Crown forces in Cork also adopted a new strategy that autumn when they commenced a series of unauthorised arson attacks on Sinn Féin offices and the homes and businesses of republican sympathisers. These fires posed a major threat to the city and were fought by members of Cork Fire Brigade led by Captain Alfred Hutson.
Night after night that November, the brigade worked heroically to quench the flames. But nothing they experienced at that time would prepare them for the night of terror they would face the following month.
On November 28, an IRA Flying Column led by Tom Barry shattered the myth of invincibility that surrounded the Auxiliaries when they ambushed a mobile patrol at Kilmichael. Sixteen Auxiliaries were killed and another was seriously wounded. One escaped but would later be captured and killed.

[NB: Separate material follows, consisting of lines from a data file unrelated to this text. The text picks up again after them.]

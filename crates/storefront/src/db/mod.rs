//! Database operations for storefront `PostgreSQL`.
//!
//! The commerce platform is the source of truth for products and orders.
//! The only local data is the pending-order ledger used to reconcile
//! payments that were taken before their order was recorded upstream.
//!
//! ## Tables
//!
//! - `storefront.pending_order` - Orders awaiting confirmation upstream
//!
//! # Migrations
//!
//! Migrations are stored in `crates/storefront/migrations/` and run via:
//! ```bash
//! cargo run -p threadline-cli -- migrate
//! ```

pub mod pending_orders;

use std::time::Duration;

use secrecy::ExposeSecret;
use sqlx::PgPool;
use sqlx::postgres::PgPoolOptions;
use thiserror::Error;

pub use pending_orders::{
    MemoryPendingOrderStore, PendingOrder, PendingOrderStore, PgPendingOrderStore, claim_deadline,
};

/// Errors from repository operations.
#[derive(Debug, Error)]
pub enum RepositoryError {
    /// Query failed.
    #[error("Database error: {0}")]
    Database(#[from] sqlx::Error),

    /// Row does not exist.
    #[error("Not found")]
    NotFound,

    /// Unique constraint or state conflict.
    #[error("Conflict: {0}")]
    Conflict(String),

    /// Stored data could not be decoded.
    #[error("Data corruption: {0}")]
    DataCorruption(String),
}

/// Create a `PostgreSQL` connection pool with sensible defaults.
///
/// # Arguments
///
/// * `database_url` - `PostgreSQL` connection string (wrapped in `SecretString`)
///
/// # Errors
///
/// Returns `sqlx::Error` if the connection cannot be established.
pub async fn create_pool(database_url: &secrecy::SecretString) -> Result<PgPool, sqlx::Error> {
    PgPoolOptions::new()
        .max_connections(10)
        .min_connections(2)
        .acquire_timeout(Duration::from_secs(10))
        .connect(database_url.expose_secret())
        .await
}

The Auxiliaries in Victoria Barracks were outraged by this incident and out for vengeance. At the start of December they ransacked and burned a number of buildings in the city, shot dead two civilians, abused, assaulted and forcibly searched pedestrians on Patrick Street and caused the death of a 60-year old woman from a heart attack when they raided her home on Tuckey Street.
Then, on December 10, Martial Law was declared in the south of Ireland. The situation in Cork was clearly spiralling out of control, but worse was yet to come.
Faced with the aggressive behaviour of the Auxiliaries, the IRA decided to hit back. At 7pm on December 11, they ambushed an Auxiliary mobile patrol near Dillon’s Cross, wounding 12, one of whom later died. For the Auxiliaries, this was the last straw. Around 9pm, a group from Victoria Barracks stormed down to Dillon’s Cross where they proceeded to drag a number of residents from their homes before putting the buildings to the torch.
A number of Auxiliaries and Black and Tans also congregated on Patrick Street and began burning shops on the eastern side. When the fire brigade arrived, they were assaulted and their hoses were cut by bayonets but they still did their best to contain the fires.
Unfortunately, despite their efforts, all the buildings on the eastern side of the street were consumed by flames.
In the early hours of December 12, the Auxiliaries burned City Hall and the nearby Carnagie Library. They also shot dead Jeremiah Delany and mortally wounded his brother Cornelius, both IRA members, during a raid on their home, at Dublin Hill.
The next morning, crowds started to gather on Patrick Street where the foul smell of smouldering ruins mingled with the crisp air of a winter’s morning. More than 500 people lost their homes 2,000 were made unemployed, 57 buildings were destroyed and 20 were damaged in a night of terror that would come to be known as ‘The Burning of Cork’.
With the loss of two Lord Mayors, the introduction of a curfew, and the destruction of much of their city, 1920 was a year when, in the words of Terence MacSwiney, the people of Cork had indeed ‘suffered the most’.
As Christmas approached, they also faced an uncertain future, but they remained unbowed and their support for an independent Ireland remained undiminished. Unfortunately, they would have to endure many more trials and tribulations before fighting in their city came to an end.